Cerebral Hemiatrophy, Hypoplasia of Internal Carotid Artery, and Intracranial Aneurysm: A Rare Association Occurring in an Infant

Author Affiliations

From the Department of Pediatrics, Division of Child Neurology (Drs Afifi and Bell), the Department of Surgery, Division of Neurosurgery (Drs Godersky and Menezes), and the Department of Radiology (Drs Smoker and Jacoby), University of Iowa Hospitals, Iowa City.

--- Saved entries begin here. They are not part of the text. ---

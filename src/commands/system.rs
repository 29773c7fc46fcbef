// Liveness and shutdown handlers used by the process supervisor
use axum::extract::State;
use axum::Json;
use serde_json::{json, Value};

use super::AppState;

/// GET /api/health
pub async fn health() -> Json<Value> {
    Json(json!({ "status": "ok" }))
}

/// POST /api/shutdown - begin graceful shutdown
pub async fn shutdown(State(state): State<AppState>) -> Json<Value> {
    log::info!("Shutdown requested over the API");
    state.shutdown.cancel();
    Json(json!({ "shutting_down": true }))
}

Arch Neurol. 1987;44(2):232-235. doi:10.1001/archneur.1987.00520140090024
Abstract

• A 4-month-old child with a very rare association of primary (congenital) left cerebral hypoplasia, hypoplasia of the left internal carotid artery, and giant anterior communicating artery aneurysm was seen. The aneurysm was detected and treated before rupture. We briefly reviewed the literature on agenesis (hypoplasia) of the internal carotid artery, intracranial aneurysms in childhood, and primary cerebral hypoplasia. It is proposed that cerebral arteriography, cranial computed tomography, or magnetic resonance imaging be performed in all children with primary cerebral hemihypoplasia to establish an etiologic diagnosis and, more importantly, to detect and treat possible associated intracranial aneurysms before they become symptomatic.